[Records excerpted from a collection]
***

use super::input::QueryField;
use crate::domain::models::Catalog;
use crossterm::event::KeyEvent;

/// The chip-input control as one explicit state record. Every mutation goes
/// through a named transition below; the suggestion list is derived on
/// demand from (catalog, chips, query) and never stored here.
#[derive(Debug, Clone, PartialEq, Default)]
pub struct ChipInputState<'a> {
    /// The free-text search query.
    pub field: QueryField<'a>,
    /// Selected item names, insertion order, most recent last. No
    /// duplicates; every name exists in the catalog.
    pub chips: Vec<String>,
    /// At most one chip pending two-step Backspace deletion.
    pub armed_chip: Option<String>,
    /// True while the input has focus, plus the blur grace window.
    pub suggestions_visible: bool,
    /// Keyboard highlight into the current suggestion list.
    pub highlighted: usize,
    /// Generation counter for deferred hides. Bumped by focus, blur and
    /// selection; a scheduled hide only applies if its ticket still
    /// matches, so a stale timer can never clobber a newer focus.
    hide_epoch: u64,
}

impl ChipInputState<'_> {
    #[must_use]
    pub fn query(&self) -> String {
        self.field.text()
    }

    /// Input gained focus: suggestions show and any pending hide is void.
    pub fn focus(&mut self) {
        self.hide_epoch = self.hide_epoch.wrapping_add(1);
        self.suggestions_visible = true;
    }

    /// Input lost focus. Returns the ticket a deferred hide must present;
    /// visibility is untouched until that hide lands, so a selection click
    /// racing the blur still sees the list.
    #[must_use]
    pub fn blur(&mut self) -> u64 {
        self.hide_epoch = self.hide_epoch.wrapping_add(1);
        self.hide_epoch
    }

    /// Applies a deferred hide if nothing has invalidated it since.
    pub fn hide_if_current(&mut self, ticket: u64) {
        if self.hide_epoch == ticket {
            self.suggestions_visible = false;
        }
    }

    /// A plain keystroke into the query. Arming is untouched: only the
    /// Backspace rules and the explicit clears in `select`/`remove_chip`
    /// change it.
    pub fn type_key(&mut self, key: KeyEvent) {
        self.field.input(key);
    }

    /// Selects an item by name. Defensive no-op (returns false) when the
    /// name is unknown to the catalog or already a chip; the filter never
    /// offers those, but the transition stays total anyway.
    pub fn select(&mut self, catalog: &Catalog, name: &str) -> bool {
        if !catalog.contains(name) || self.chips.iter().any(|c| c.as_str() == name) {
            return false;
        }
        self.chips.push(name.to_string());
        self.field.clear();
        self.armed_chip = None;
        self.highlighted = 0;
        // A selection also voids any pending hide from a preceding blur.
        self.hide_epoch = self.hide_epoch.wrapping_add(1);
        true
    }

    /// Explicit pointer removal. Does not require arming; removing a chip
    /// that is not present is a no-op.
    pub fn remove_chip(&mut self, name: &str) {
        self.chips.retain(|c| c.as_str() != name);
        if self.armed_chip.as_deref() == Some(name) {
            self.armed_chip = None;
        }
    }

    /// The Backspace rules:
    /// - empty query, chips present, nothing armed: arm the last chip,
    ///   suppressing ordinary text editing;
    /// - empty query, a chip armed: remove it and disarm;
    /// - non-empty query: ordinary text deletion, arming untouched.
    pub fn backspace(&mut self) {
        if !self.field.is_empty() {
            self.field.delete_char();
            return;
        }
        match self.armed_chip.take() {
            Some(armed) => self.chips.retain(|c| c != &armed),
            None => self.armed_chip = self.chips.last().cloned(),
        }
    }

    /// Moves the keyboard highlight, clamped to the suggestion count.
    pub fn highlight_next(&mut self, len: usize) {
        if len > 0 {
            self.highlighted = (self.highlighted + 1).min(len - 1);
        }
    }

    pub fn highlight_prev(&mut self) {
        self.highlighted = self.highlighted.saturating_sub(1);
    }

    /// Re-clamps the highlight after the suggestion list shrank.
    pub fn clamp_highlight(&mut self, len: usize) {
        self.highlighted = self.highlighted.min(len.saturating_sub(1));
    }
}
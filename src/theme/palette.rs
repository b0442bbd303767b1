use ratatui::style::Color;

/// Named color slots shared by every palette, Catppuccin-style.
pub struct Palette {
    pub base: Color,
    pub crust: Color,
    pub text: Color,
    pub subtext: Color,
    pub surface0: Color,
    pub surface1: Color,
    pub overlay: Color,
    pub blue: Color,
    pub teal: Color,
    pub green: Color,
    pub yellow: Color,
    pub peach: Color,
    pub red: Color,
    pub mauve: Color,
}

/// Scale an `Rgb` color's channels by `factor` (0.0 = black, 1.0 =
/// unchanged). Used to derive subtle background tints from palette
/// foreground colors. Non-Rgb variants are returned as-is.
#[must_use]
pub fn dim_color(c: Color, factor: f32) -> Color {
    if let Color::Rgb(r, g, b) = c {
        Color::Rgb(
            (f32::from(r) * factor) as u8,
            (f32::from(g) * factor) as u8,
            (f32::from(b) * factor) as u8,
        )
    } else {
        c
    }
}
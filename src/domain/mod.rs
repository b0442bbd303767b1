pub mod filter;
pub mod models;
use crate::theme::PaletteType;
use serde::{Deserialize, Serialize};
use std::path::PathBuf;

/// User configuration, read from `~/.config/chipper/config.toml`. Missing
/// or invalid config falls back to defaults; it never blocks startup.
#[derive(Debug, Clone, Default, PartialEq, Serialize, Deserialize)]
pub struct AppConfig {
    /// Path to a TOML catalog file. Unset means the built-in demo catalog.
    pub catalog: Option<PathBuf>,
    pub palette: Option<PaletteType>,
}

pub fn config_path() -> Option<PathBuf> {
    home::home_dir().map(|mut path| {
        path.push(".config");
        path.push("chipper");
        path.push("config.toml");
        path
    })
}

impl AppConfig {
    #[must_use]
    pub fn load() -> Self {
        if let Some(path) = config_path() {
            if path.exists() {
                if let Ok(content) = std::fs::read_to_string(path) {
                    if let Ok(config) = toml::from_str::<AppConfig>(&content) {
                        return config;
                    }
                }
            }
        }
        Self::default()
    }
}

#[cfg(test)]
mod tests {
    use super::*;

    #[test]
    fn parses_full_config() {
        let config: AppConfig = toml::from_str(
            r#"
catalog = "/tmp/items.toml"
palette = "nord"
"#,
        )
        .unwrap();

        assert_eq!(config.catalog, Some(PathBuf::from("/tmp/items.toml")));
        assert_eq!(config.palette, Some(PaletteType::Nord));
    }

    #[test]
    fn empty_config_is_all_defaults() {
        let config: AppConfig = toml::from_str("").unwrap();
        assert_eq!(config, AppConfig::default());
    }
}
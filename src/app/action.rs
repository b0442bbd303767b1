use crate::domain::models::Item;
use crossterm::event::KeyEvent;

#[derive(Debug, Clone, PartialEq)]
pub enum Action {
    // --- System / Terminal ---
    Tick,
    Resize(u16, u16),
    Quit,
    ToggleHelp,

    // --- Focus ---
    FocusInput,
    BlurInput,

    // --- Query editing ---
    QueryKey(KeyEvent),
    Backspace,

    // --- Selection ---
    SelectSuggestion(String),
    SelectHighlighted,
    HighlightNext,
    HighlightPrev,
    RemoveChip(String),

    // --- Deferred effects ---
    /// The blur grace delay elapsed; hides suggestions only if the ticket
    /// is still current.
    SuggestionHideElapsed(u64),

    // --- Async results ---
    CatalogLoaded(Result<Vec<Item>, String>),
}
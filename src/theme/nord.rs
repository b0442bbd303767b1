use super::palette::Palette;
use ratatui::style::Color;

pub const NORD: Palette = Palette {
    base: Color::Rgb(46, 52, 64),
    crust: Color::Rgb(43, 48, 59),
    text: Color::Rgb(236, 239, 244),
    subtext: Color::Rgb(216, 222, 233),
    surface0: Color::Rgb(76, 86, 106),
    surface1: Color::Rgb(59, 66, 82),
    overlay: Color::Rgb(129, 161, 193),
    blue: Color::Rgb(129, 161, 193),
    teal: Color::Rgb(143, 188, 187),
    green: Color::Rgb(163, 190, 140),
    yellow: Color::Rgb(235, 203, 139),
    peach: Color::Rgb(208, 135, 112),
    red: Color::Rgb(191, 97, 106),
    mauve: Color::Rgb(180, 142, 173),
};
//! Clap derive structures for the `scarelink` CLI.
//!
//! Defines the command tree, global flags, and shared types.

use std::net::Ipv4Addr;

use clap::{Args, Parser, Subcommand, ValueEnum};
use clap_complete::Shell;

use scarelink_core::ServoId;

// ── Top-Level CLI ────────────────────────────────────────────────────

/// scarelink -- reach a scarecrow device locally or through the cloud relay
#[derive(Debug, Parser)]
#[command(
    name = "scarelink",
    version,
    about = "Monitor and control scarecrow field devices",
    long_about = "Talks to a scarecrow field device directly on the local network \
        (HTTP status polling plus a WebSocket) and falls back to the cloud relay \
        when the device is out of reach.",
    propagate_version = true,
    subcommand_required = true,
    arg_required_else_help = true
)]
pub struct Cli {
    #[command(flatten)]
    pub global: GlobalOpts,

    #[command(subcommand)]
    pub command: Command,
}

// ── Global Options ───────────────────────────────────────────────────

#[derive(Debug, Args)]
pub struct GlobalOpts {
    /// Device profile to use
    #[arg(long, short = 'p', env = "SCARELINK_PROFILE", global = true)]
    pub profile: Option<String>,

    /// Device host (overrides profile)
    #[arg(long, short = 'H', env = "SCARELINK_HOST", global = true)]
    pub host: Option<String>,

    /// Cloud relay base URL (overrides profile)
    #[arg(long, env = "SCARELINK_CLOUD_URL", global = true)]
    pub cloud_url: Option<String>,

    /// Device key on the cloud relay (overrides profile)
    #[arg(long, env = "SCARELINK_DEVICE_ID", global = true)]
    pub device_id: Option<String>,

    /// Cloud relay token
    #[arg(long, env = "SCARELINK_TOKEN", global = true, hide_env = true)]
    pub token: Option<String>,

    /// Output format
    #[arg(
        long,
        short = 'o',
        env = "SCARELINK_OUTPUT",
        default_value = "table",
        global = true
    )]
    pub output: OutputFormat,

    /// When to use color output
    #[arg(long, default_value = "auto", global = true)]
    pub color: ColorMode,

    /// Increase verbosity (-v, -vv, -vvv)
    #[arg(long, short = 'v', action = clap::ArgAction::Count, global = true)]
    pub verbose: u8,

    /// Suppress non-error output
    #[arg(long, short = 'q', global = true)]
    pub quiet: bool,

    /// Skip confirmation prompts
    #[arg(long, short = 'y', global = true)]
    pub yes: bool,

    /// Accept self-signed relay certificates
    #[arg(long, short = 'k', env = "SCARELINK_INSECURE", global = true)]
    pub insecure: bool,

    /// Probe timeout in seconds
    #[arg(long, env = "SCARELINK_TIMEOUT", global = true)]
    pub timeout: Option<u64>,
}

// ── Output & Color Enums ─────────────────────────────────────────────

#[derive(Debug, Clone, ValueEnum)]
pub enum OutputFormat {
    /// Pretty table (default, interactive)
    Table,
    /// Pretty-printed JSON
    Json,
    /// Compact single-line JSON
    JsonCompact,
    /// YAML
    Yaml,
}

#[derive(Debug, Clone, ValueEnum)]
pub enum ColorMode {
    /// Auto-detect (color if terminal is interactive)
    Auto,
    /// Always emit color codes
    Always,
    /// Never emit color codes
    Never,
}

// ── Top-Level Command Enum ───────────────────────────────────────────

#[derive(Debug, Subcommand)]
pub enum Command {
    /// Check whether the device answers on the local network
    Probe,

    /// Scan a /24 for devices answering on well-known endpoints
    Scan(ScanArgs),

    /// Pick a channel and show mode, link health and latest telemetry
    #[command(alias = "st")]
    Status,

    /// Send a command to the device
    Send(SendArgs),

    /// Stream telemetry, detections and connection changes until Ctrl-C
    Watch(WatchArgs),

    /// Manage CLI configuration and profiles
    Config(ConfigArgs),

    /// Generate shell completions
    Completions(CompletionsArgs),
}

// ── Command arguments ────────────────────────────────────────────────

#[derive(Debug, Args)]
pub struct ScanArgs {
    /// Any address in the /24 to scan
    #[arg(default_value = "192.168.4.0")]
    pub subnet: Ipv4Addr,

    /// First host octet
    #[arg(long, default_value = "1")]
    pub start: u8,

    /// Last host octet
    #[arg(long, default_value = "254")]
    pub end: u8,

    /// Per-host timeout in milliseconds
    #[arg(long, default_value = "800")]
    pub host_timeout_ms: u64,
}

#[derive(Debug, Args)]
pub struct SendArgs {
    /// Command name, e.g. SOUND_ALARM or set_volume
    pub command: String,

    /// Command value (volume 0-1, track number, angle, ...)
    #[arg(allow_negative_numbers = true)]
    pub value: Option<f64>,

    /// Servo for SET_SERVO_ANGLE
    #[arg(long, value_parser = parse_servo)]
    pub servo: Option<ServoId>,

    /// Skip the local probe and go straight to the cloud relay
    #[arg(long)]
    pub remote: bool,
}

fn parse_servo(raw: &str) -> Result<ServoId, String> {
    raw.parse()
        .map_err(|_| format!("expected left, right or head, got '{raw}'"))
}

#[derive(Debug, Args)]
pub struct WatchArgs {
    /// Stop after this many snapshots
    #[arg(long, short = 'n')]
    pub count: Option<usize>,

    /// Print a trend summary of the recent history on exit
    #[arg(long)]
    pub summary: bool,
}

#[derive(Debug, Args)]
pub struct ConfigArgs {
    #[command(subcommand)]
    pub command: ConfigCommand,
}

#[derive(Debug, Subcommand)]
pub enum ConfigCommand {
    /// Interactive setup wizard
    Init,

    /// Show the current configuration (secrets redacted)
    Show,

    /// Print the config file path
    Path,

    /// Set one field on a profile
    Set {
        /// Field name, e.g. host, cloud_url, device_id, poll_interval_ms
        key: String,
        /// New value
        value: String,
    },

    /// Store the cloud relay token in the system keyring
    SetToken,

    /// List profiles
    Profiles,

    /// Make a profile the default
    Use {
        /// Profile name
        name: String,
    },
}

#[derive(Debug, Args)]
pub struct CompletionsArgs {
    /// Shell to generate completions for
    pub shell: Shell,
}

***

WHAT IS REQUIRED:
Consider the entries above and return each line with the string "summary".

FINAL ANSWER:
    /// Print a trend summary of the recent history on exit
    pub summary: bool,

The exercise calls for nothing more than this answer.